[Stored items]
*** Begin section ***

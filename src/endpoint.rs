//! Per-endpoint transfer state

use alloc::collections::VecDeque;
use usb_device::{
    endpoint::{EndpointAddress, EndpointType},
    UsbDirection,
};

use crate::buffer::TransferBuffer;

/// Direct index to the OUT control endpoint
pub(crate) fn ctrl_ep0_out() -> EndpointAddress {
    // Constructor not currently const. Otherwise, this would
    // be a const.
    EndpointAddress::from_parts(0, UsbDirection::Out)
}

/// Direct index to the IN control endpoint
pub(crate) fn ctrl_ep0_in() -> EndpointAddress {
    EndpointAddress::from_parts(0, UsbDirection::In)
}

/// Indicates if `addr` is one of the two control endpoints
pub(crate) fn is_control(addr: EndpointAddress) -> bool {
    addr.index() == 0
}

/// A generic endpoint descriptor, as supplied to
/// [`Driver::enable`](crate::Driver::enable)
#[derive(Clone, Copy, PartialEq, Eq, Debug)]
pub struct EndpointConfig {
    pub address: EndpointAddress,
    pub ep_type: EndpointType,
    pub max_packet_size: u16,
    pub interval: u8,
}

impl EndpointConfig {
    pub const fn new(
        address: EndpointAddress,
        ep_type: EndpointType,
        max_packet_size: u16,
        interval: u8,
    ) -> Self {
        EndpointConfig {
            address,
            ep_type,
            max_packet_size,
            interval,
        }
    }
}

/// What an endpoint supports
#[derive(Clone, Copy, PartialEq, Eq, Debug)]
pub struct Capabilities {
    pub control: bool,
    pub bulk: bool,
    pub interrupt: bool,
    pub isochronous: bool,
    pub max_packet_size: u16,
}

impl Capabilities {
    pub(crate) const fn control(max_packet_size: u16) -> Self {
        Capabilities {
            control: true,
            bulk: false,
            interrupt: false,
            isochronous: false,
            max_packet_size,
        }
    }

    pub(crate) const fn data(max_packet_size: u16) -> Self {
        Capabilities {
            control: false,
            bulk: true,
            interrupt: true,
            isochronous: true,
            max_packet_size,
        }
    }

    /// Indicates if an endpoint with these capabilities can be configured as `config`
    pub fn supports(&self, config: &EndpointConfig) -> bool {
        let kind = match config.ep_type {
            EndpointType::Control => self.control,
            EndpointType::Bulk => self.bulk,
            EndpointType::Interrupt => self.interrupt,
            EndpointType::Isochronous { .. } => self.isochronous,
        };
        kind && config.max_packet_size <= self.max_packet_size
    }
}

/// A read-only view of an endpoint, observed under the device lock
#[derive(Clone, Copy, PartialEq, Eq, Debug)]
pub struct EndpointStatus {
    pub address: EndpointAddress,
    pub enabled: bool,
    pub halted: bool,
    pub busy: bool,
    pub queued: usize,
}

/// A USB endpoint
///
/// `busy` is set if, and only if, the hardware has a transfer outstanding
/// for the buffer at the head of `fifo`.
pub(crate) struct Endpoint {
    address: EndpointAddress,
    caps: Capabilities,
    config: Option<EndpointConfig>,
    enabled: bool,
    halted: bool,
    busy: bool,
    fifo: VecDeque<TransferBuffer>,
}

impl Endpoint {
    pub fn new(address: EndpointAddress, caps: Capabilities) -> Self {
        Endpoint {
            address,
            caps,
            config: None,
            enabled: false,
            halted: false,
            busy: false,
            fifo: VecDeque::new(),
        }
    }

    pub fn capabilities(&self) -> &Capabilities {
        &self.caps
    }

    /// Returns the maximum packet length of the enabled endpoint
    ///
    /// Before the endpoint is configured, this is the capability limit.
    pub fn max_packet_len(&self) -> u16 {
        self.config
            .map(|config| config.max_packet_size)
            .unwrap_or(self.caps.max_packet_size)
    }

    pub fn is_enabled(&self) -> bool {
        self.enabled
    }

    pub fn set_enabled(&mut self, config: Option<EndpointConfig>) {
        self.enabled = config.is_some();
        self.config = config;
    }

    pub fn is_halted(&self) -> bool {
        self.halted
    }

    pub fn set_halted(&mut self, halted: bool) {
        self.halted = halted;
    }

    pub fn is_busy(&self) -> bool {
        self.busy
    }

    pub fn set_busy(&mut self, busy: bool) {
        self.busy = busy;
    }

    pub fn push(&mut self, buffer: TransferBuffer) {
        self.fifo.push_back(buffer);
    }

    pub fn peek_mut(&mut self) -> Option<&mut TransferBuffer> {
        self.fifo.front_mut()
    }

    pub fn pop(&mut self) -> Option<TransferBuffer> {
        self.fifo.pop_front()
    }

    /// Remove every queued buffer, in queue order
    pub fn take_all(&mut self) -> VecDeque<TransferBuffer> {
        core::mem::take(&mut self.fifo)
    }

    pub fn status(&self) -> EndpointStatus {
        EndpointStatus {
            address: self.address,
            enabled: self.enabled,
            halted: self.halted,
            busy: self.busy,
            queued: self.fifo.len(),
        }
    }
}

*** End section ***

WHAT YOU WILL DO: Which lines in the entries above contain "interrupt"? Pull each of them out.

YOUR RESPONSE:
    pub interrupt: bool,
            interrupt: false,
            interrupt: true,
            EndpointType::Interrupt => self.interrupt,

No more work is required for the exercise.